TASK INPUT -
┌──

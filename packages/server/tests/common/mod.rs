//! Shared helpers for in-process integration tests.
//!
//! Each test starts its own server on an ephemeral port and talks to it over
//! real TCP connections.

#![allow(dead_code)]

use std::{net::SocketAddr, path::PathBuf, sync::Arc, time::Duration};

use chrono::{Local, TimeZone};
use tcp_chat_server::{
    bootstrap::Application,
    config::ServerConfig,
    domain::{ChatLogSink, ParticipantRegistry},
    infrastructure::{
        dto::text::NAME_PROMPT, log_sink::FileChatLogSink, repository::InMemoryChatRoom,
    },
    ui::banner::WELCOME_BANNER,
};
use tcp_chat_shared::time::{Clock, FixedClock};
use tokio::{
    io::{AsyncBufReadExt, AsyncReadExt, AsyncWriteExt, BufReader},
    net::{
        TcpListener, TcpStream,
        tcp::{OwnedReadHalf, OwnedWriteHalf},
    },
    task::JoinHandle,
};

pub const READ_TIMEOUT: Duration = Duration::from_secs(3);
pub const QUIET_PERIOD: Duration = Duration::from_millis(200);

/// Timestamp every chat line carries under the fixed test clock.
pub const FIXED_TIMESTAMP: &str = "2024-01-02 03:04:05";

/// Server running in the current test's runtime
pub struct TestServer {
    pub addr: SocketAddr,
    pub room: Arc<InMemoryChatRoom>,
    pub log_path: PathBuf,
    /// Admin API router over the same room
    pub admin: axum::Router,
    handle: JoinHandle<()>,
}

impl TestServer {
    pub async fn start() -> Self {
        Self::start_with(|_| {}).await
    }

    /// Start with a config adjusted by `configure`.
    pub async fn start_with<F>(configure: F) -> Self
    where
        F: FnOnce(&mut ServerConfig),
    {
        let mut config = ServerConfig::new(0);
        config.host = "127.0.0.1".to_string();
        let log_path =
            std::env::temp_dir().join(format!("tcp-chat-test-{}.log", uuid::Uuid::new_v4()));
        config.log_path = log_path.display().to_string();
        configure(&mut config);

        let clock: Arc<dyn Clock> = Arc::new(FixedClock::new(
            Local.with_ymd_and_hms(2024, 1, 2, 3, 4, 5).unwrap(),
        ));
        let log_sink: Arc<dyn ChatLogSink> = Arc::new(FileChatLogSink::new(&log_path));
        let app = Application::build(&config, clock, log_sink);

        let listener = TcpListener::bind(config.listen_addr())
            .await
            .expect("Failed to bind test listener");
        let addr = listener.local_addr().unwrap();
        let admin = app.server.admin_router();
        let server = app.server;
        let handle = tokio::spawn(async move { server.serve(listener).await });

        TestServer {
            addr,
            room: app.room,
            log_path,
            admin,
            handle,
        }
    }

    /// Names currently registered, in join order.
    pub async fn names(&self) -> Vec<String> {
        self.room
            .snapshot()
            .await
            .into_iter()
            .map(|p| p.name.into_string())
            .collect()
    }

    /// Wait until the registry satisfies `condition`.
    pub async fn wait_until<F>(&self, condition: F)
    where
        F: Fn(&[String]) -> bool,
    {
        tokio::time::timeout(READ_TIMEOUT, async {
            loop {
                if condition(&self.names().await) {
                    return;
                }
                tokio::time::sleep(Duration::from_millis(10)).await;
            }
        })
        .await
        .expect("Timed out waiting for registry state");
    }

    /// Connect and complete the handshake as `name`.
    pub async fn join(&self, name: &str) -> TestClient {
        let mut client = TestClient::connect(self.addr).await;
        client.expect_greeting().await;
        client.send_line(name).await;
        let expected = name.trim().to_string();
        self.wait_until(|names| names.contains(&expected)).await;
        client
    }

    pub fn log_contents(&self) -> String {
        std::fs::read_to_string(&self.log_path).unwrap_or_default()
    }

    /// Wait until the log file has content, then return it.
    pub async fn wait_for_log(&self) -> String {
        tokio::time::timeout(READ_TIMEOUT, async {
            loop {
                let contents = self.log_contents();
                if !contents.is_empty() {
                    return contents;
                }
                tokio::time::sleep(Duration::from_millis(10)).await;
            }
        })
        .await
        .expect("Timed out waiting for the chat log")
    }
}

impl Drop for TestServer {
    fn drop(&mut self) {
        self.handle.abort();
        let _ = std::fs::remove_file(&self.log_path);
    }
}

/// One TCP participant
pub struct TestClient {
    reader: BufReader<OwnedReadHalf>,
    writer: OwnedWriteHalf,
}

impl TestClient {
    pub async fn connect(addr: SocketAddr) -> Self {
        let stream = TcpStream::connect(addr)
            .await
            .expect("Failed to connect to test server");
        let (read_half, writer) = stream.into_split();
        TestClient {
            reader: BufReader::new(read_half),
            writer,
        }
    }

    pub fn reader_mut(&mut self) -> &mut BufReader<OwnedReadHalf> {
        &mut self.reader
    }

    /// Read the banner and the name prompt.
    pub async fn expect_greeting(&mut self) {
        let mut greeting = vec![0u8; WELCOME_BANNER.len() + NAME_PROMPT.len()];
        tokio::time::timeout(READ_TIMEOUT, self.reader.read_exact(&mut greeting))
            .await
            .expect("Timed out waiting for greeting")
            .expect("Failed to read greeting");
        assert_eq!(
            String::from_utf8(greeting).unwrap(),
            format!("{}{}", WELCOME_BANNER, NAME_PROMPT)
        );
    }

    pub async fn send_line(&mut self, line: &str) {
        self.writer
            .write_all(format!("{}\n", line).as_bytes())
            .await
            .expect("Failed to send line");
    }

    /// Write raw bytes as-is, without appending a newline.
    pub async fn send_raw(&mut self, bytes: &[u8]) {
        self.writer
            .write_all(bytes)
            .await
            .expect("Failed to send bytes");
    }

    /// Read one line including its trailing newline.
    pub async fn read_line(&mut self) -> String {
        let mut line = String::new();
        tokio::time::timeout(READ_TIMEOUT, self.reader.read_line(&mut line))
            .await
            .expect("Timed out waiting for a line")
            .expect("Failed to read line");
        line
    }

    /// Assert nothing arrives for a short period.
    pub async fn expect_silence(&mut self) {
        let mut line = String::new();
        let result = tokio::time::timeout(QUIET_PERIOD, self.reader.read_line(&mut line)).await;
        assert!(result.is_err(), "Unexpected data: {:?}", line);
    }

    /// Read everything until the server closes the connection.
    pub async fn read_until_closed(&mut self) -> String {
        let mut rest = String::new();
        tokio::time::timeout(READ_TIMEOUT, self.reader.read_to_string(&mut rest))
            .await
            .expect("Timed out waiting for the server to close the connection")
            .expect("Failed to read until close");
        rest
    }
}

└──

ASSIGNED TASK - Reproduce every line of the records containing the string "Application".

ANSWER TO THE EXERCISE -
    bootstrap::Application,
        let app = Application::build(&config, clock, log_sink);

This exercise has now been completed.